It was revealed earlier this week that the Kiss bassist and vocalist had filed an application at the US Patent and Trademark Office to register a gesture “with the index and small fingers extended upward and the thumb extended perpendicular.”

The late Ronnie James Dio is widely credited with popularising a different version devil horns sign which he learned from his grandmother as a way to ward off evil – and when asked what she thinks of Simmons’ plan, Wendy says it’s “disgusting.”

She tells The Wrap: “To try to make money off of something like this is disgusting. It belongs to everyone – it doesn’t belong to anyone. It’s a public domain, it shouldn’t be trademarked.”

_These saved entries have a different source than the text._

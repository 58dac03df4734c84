use clap::{Parser, Subcommand};
use folioapp::model::Kind;
use std::path::PathBuf;

#[derive(Parser, Debug)]
#[command(name = "folio", bin_name = "folio", version, disable_help_subcommand = true)]
#[command(about = "Typed document store with ordered folders", long_about = None)]
pub struct Cli {
    #[command(subcommand)]
    pub command: Option<Commands>,

    /// Directory holding the data directory (defaults to the current directory)
    #[arg(long, global = true, env = "FOLIO_ROOT", help_heading = "Options")]
    pub root: Option<PathBuf>,

    /// Verbose output
    #[arg(short, long, global = true, help_heading = "Options")]
    pub verbose: bool,
}

/// Kinds are given as directory name, display name or id prefix
/// (`RequestGroup`, `folder`, `fld`).
#[derive(Subcommand, Debug)]
pub enum Commands {
    /// List documents of a kind in display order
    #[command(alias = "ls")]
    List {
        kind: Kind,

        /// Only documents under this parent (id, id prefix or name)
        #[arg(long)]
        parent: Option<String>,
    },

    /// Show one document
    Show {
        kind: Kind,

        /// Id, id prefix or name; prompts when omitted
        id: Option<String>,
    },

    /// Create a document at the top of its parent
    #[command(alias = "new")]
    Create {
        kind: Kind,

        #[arg(long)]
        name: Option<String>,

        #[arg(long)]
        description: Option<String>,

        /// Owning document (required for everything but workspaces)
        #[arg(long)]
        parent: Option<String>,
    },

    /// Copy a document right after the original
    #[command(alias = "dup")]
    Duplicate {
        kind: Kind,

        id: Option<String>,

        /// Name for the copy (defaults to "<name> (Copy)")
        #[arg(long)]
        name: Option<String>,

        /// Put the copy under another parent, at the top
        #[arg(long)]
        parent: Option<String>,
    },

    /// Move a document to another parent or position
    #[command(alias = "mv")]
    Move {
        kind: Kind,

        id: Option<String>,

        /// New parent (defaults to the current one)
        #[arg(long)]
        parent: Option<String>,

        /// Place directly after this sibling instead of at the top
        #[arg(long)]
        after: Option<String>,
    },

    /// Delete a document and everything below it
    #[command(alias = "rm")]
    Remove { kind: Kind, id: Option<String> },

    /// Re-space the sort keys of one sibling set
    Rebalance {
        /// Parent whose children are re-spaced (roots when omitted)
        #[arg(long)]
        parent: Option<String>,
    },
}

#[cfg(test)]
mod tests {
    use super::*;

    #[test]
    fn test_parse_kind_aliases() {
        let cli = Cli::try_parse_from(["folio", "list", "folder", "--parent", "Main"]).unwrap();
        match cli.command {
            Some(Commands::List { kind, parent }) => {
                assert_eq!(kind, Kind::RequestGroup);
                assert_eq!(parent.as_deref(), Some("Main"));
            }
            other => panic!("unexpected command: {:?}", other),
        }
    }

    #[test]
    fn test_parse_global_flags_after_subcommand() {
        let cli = Cli::try_parse_from(["folio", "rm", "req", "req_1", "--root", "/tmp/x", "-v"]).unwrap();
        assert!(cli.verbose);
        assert_eq!(cli.root, Some(PathBuf::from("/tmp/x")));
        assert!(matches!(
            cli.command,
            Some(Commands::Remove { kind: Kind::Request, .. })
        ));
    }

    #[test]
    fn test_unknown_kind_is_rejected() {
        assert!(Cli::try_parse_from(["folio", "list", "widget"]).is_err());
    }

    #[test]
    fn test_move_flags() {
        let cli = Cli::try_parse_from(["folio", "mv", "fld", "Auth", "--after", "Users"]).unwrap();
        match cli.command {
            Some(Commands::Move { id, parent, after, .. }) => {
                assert_eq!(id.as_deref(), Some("Auth"));
                assert_eq!(parent, None);
                assert_eq!(after.as_deref(), Some("Users"));
            }
            other => panic!("unexpected command: {:?}", other),
        }
    }
}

Wendy compares Simmons’ plan to trying to trademark the peace sign and adds: “It’s laughable, I think, quite honestly. I think he’s made a complete fool of himself.”

The cover of Coven’s 1969 album Witchcraft Destroys Minds & Reaps Souls also featured members of the band making a similar hand gesture – and vocalist Esther “Jinx” Dawson has also called out the Kiss star.

She says: “I did the sign of the horns when Coven started in late 1967. I never trademarked my sign because it was meant for all to do, although it is legally ‘grandfathered in’ to me for use in music by all the history.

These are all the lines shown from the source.